“Honey, there’s an armed man outside arguing with the police — and he won’t give himself up! Quick, grab the kids!”
...
“And get them out here on the front lawn so they can watch!”
Seriously? That was your reaction, Riverside? I realize most of the people who reacted this way probably won’t be reading the Tonawanda News. They live in Buffalo and we don’t circulate that far.
That doesn’t change my disgust in the reaction of the local yokels to Monday’s armed standoff on the I-190.
Since when did an armed standoff turn into a family event? The only thing missing from the scene on Niagara Street in Buffalo was a guy yelling “Cold beer here!” like at a Bisons game.
When it comes to spectator sports, I’d much rather be at the ballpark.
Of course, like many, I was glued to the television in our newsroom, while communicating with our reporter and photographer in the field working to cover the event. The story they came back with was a dramatic one, with a single exception — the ludicrous reaction of local residents. Nearly 1,000 of them milled around on Niagara Street overlooking the 190. They heckled the guy at the center of it; they heckled police. It was more sporting event than human drama. They snuck in and out of the live TV shots hollering nonsense and making asses of themselves.
Who are we kidding? They had a party.
Have we become so detached from reality that when a video-game scenario presents itself in the flesh, we react as if the people involved aren’t really in danger?
Had that man pulled the trigger on the gun he held to his head, a life would have ended. Had he turned it on police, a cop would have been shot. Had he shot into the crowd, a bystander could have been killed.
All the while, hundreds of morons — yes, you were acting like morons — stood blithely by, cheering for the gore. Egging on the man and the police like a group of high-schoolers standing in a circle chanting “Fight! Fight! Fight!”
Parents, distinguishable from their children only by their height, put on a display that should alarm and dismay any well-thinking human being. Not only were they a few hundred yards away from an armed standoff between a distressed man and the SWAT team, they actually brought their kids to watch.
“Hey, Johnny, you thought Grand Theft Auto was something’ — just wait ‘til the cops blow this guy’s head off with a sniper rifle!”
Solid parenting, huh?
It’s a little too easy to blame this sick phenomenon solely on video games or the media, but to say we are without blame would be disingenuous. All three local TV stations carried the entire standoff live for the three hours it lasted. All had extended segments about it on their 11 p.m. broadcasts. Everyone in town is talking about it. Stories like these become more dramatic because of the way they’re broadcast. The idea of watching an incident like this live makes it more dramatic than a next-day rendering of events ever could.

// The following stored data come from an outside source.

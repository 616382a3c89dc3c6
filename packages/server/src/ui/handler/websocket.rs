//! WebSocket connection handlers.

use std::sync::Arc;

use axum::{
    extract::{
        Query, State,
        ws::{Message, WebSocket, WebSocketUpgrade},
    },
    http::{HeaderMap, StatusCode},
    response::IntoResponse,
};
use futures_util::{sink::SinkExt, stream::StreamExt};
use serde::Deserialize;
use tokio::sync::mpsc;

use crate::{
    domain::UserId,
    infrastructure::dto::websocket::ClientEvent,
    ui::state::AppState,
    usecase::{ChatError, SessionHandle},
};

use super::bearer_token;

/// Query parameters for WebSocket connection
#[derive(Debug, Deserialize)]
pub struct ConnectQuery {
    pub token: Option<String>,
}

/// Authenticate the upgrade request, then hand the socket to a session.
///
/// The credential comes from `?token=` or `Authorization: Bearer`. A missing
/// or rejected credential refuses the upgrade with 401.
pub async fn websocket_handler(
    ws: WebSocketUpgrade,
    State(state): State<Arc<AppState>>,
    Query(query): Query<ConnectQuery>,
    headers: HeaderMap,
) -> Result<impl IntoResponse, StatusCode> {
    let token = query
        .token
        .as_deref()
        .or_else(|| bearer_token(&headers))
        .unwrap_or_default()
        .to_string();

    let user_id = match state.connection_manager.authenticate(&token).await {
        Ok(user_id) => user_id,
        Err(e) => {
            tracing::warn!("Rejected WebSocket upgrade: {}", e);
            return Err(StatusCode::UNAUTHORIZED);
        }
    };

    Ok(ws.on_upgrade(move |socket| handle_socket(socket, state, user_id)))
}

/// Spawns a task that forwards serialized events from the dispatcher to the
/// WebSocket sender.
fn pusher_loop(
    mut rx: mpsc::UnboundedReceiver<String>,
    mut sender: futures_util::stream::SplitSink<WebSocket, Message>,
) -> tokio::task::JoinHandle<()> {
    tokio::spawn(async move {
        while let Some(msg) = rx.recv().await {
            if sender.send(Message::Text(msg.into())).await.is_err() {
                break;
            }
        }
    })
}

async fn handle_socket(socket: WebSocket, state: Arc<AppState>, user_id: UserId) {
    let (sender, mut receiver) = socket.split();
    let (tx, rx) = mpsc::unbounded_channel();

    let session = match state.connection_manager.connect(user_id.clone(), tx).await {
        Ok(session) => session,
        Err(e) => {
            tracing::error!("Failed to open session for '{}': {}", user_id, e);
            return;
        }
    };

    let recv_state = state.clone();
    let recv_session = session.clone();
    let mut recv_task = tokio::spawn(async move {
        while let Some(msg) = receiver.next().await {
            let msg = match msg {
                Ok(msg) => msg,
                Err(e) => {
                    tracing::warn!("WebSocket error from '{}': {}", recv_session.user_id, e);
                    break;
                }
            };

            match msg {
                Message::Text(text) => {
                    let state = recv_state.clone();
                    let session = recv_session.clone();
                    let text = text.to_string();
                    // In-flight work runs to completion even if the socket is torn down
                    let handled =
                        tokio::spawn(async move { handle_event(&state, &session, &text).await });
                    if let Err(e) = handled.await {
                        tracing::error!("Event handler failed: {}", e);
                    }
                }
                Message::Ping(_) => {
                    tracing::debug!("Received ping");
                }
                Message::Close(_) => {
                    tracing::info!("Client '{}' requested close", recv_session.user_id);
                    break;
                }
                _ => {}
            }
        }
    });

    let mut send_task = pusher_loop(rx, sender);

    // If any one of the tasks completes, abort the other
    tokio::select! {
        _ = &mut recv_task => send_task.abort(),
        _ = &mut send_task => recv_task.abort(),
    };

    state.connection_manager.disconnect(&session).await;
}

async fn handle_event(state: &AppState, session: &SessionHandle, text: &str) {
    let manager = &state.connection_manager;
    let event = match ClientEvent::parse(text) {
        Ok(event) => event,
        Err(e) => {
            manager.report_error(
                session,
                "Invalid event",
                &ChatError::Validation(e.to_string()),
            );
            return;
        }
    };
    tracing::debug!("Event from '{}': {:?}", session.user_id, event);

    let label = event.failure_label();
    let result = match event {
        ClientEvent::JoinChat(conversation) => {
            manager.join_chat(session, &conversation.into_id()).await
        }
        ClientEvent::LeaveChat(conversation) => {
            manager.leave_chat(session, &conversation.into_id()).await
        }
        ClientEvent::Typing(request) => {
            manager
                .typing(session, &request.conversation_id, request.is_typing)
                .await
        }
        ClientEvent::SendMessage(request) => {
            if let Err(e) = state
                .message_pipeline
                .send_message(&session.user_id, &request.conversation_id, &request.content)
                .await
            {
                manager.report_send_failure(session, &e);
            }
            return;
        }
        ClientEvent::MarkMessagesRead(request) => state
            .read_receipts
            .mark_messages_read(
                &session.user_id,
                &session.connection_id,
                &request.conversation_id,
                &request.message_ids,
            )
            .await
            .map(|_| ()),
    };

    if let Err(e) = result {
        manager.report_error(session, label, &e);
    }
}
#![allow(dead_code)]

use std::collections::HashMap;
use std::net::SocketAddr;
use std::sync::atomic::{AtomicUsize, Ordering};
use std::sync::{Arc, Mutex};

use specqa::datasheet::{DocumentFetcher, ExtractionFailure, TextDecoder};
use specqa::model::{ModelError, ModelInvoker};
use specqa::{app, AppConfig, AppState};
use tokio::net::TcpListener;

/// Tracks environment variable mutations and restores originals on drop.
pub struct EnvGuard {
    originals: HashMap<String, Option<String>>,
}

impl EnvGuard {
    pub fn new() -> Self {
        Self {
            originals: HashMap::new(),
        }
    }

    pub fn set(&mut self, key: &str, value: &str) {
        self.capture(key);
        std::env::set_var(key, value);
    }

    pub fn set_many(&mut self, entries: &[(&str, &str)]) {
        for (key, value) in entries {
            self.set(key, value);
        }
    }

    pub fn remove(&mut self, key: &str) {
        self.capture(key);
        std::env::remove_var(key);
    }

    fn capture(&mut self, key: &str) {
        if self.originals.contains_key(key) {
            return;
        }
        let original = std::env::var(key).ok();
        self.originals.insert(key.to_string(), original);
    }
}

impl Drop for EnvGuard {
    fn drop(&mut self) {
        for (key, original) in self.originals.drain() {
            match original {
                Some(value) => std::env::set_var(&key, value),
                None => std::env::remove_var(&key),
            }
        }
    }
}

/// Model stand-in that replays one fixed outcome and records prompts.
pub struct ScriptedInvoker {
    reply: Result<String, String>,
    pub calls: AtomicUsize,
    pub last_prompt: Mutex<Option<String>>,
}

impl ScriptedInvoker {
    pub fn answering(text: &str) -> Arc<Self> {
        Arc::new(Self {
            reply: Ok(text.to_string()),
            calls: AtomicUsize::new(0),
            last_prompt: Mutex::new(None),
        })
    }

    pub fn failing(message: &str) -> Arc<Self> {
        Arc::new(Self {
            reply: Err(message.to_string()),
            calls: AtomicUsize::new(0),
            last_prompt: Mutex::new(None),
        })
    }

    pub fn calls(&self) -> usize {
        self.calls.load(Ordering::SeqCst)
    }

    pub fn last_prompt(&self) -> String {
        self.last_prompt.lock().unwrap().clone().unwrap_or_default()
    }
}

#[async_trait::async_trait]
impl ModelInvoker for ScriptedInvoker {
    fn model_id(&self) -> &str {
        "scripted-model"
    }

    async fn complete(&self, _system: &str, user: &str) -> Result<String, ModelError> {
        self.calls.fetch_add(1, Ordering::SeqCst);
        *self.last_prompt.lock().unwrap() = Some(user.to_string());
        self.reply.clone().map_err(ModelError::Transport)
    }
}

/// Serves a fixed document, or fails every fetch when none is set.
pub struct StaticFetcher {
    body: Option<Vec<u8>>,
    pub calls: AtomicUsize,
}

impl StaticFetcher {
    pub fn serving(text: &str) -> Arc<Self> {
        Arc::new(Self {
            body: Some(text.as_bytes().to_vec()),
            calls: AtomicUsize::new(0),
        })
    }

    pub fn unreachable() -> Arc<Self> {
        Arc::new(Self {
            body: None,
            calls: AtomicUsize::new(0),
        })
    }

    pub fn calls(&self) -> usize {
        self.calls.load(Ordering::SeqCst)
    }
}

#[async_trait::async_trait]
impl DocumentFetcher for StaticFetcher {
    async fn fetch(&self, _url: &str) -> Result<Vec<u8>, ExtractionFailure> {
        self.calls.fetch_add(1, Ordering::SeqCst);
        self.body
            .clone()
            .ok_or_else(|| ExtractionFailure::Fetch("connection refused".into()))
    }
}

/// Treats document bytes as UTF-8 text.
pub struct Utf8Decoder;

impl TextDecoder for Utf8Decoder {
    fn decode(&self, bytes: &[u8]) -> Result<String, ExtractionFailure> {
        String::from_utf8(bytes.to_vec()).map_err(|e| ExtractionFailure::Decode(e.to_string()))
    }
}

/// Decoder that reports the decoding capability as missing.
pub struct MissingDecoder;

impl TextDecoder for MissingDecoder {
    fn decode(&self, _bytes: &[u8]) -> Result<String, ExtractionFailure> {
        Err(ExtractionFailure::DecoderUnavailable)
    }
}

pub fn state_with(
    config: AppConfig,
    invoker: Arc<dyn ModelInvoker>,
    fetcher: Arc<dyn DocumentFetcher>,
    decoder: Arc<dyn TextDecoder>,
) -> AppState {
    AppState::new(config, invoker, fetcher, decoder)
}

/// Serve `state` on an ephemeral port; returns the base URL.
pub async fn spawn_app(state: AppState) -> (String, tokio::task::JoinHandle<()>) {
    let listener = TcpListener::bind("127.0.0.1:0").await.unwrap();
    let addr = listener.local_addr().unwrap();
    let app = app(state);
    let handle = tokio::spawn(async move {
        axum::serve(
            listener,
            app.into_make_service_with_connect_info::<SocketAddr>(),
        )
        .await
        .unwrap();
    });
    (format!("http://{}", addr), handle)
}

pub fn ask_body(question: &str) -> serde_json::Value {
    serde_json::json!({
        "question": question,
        "productTitle": "LDD-700H LED driver",
        "productSpecs": "Output current: 700mA\nInput voltage: 9-56VDC",
    })
}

Still, there’s a difference between the detached curiosity of a television set in your living room and the morbid fascination — excitement, even — of wanting to be there in person.
If this is what passes for reasonable behavior or parenting, we’ve wandered far off course. We’re failed on a basic level, that of common sense and decency. Of keeping our children safe. Of showing a basic respect for a person at life’s lowest point, operating outside societal norms. Of respect for the men and women whose job requires them to bring people back into the fold unharmed — without getting shot themselves.
The potential for real-life tragedy isn’t cool. It’s tragic. And it isn’t a spectator sport.
Thankfully, this incident ended well. Though if it hadn’t, I can’t help wondering whether those classless gawkers would have cheered just the same.
And if they had, what would that say for the rest of us?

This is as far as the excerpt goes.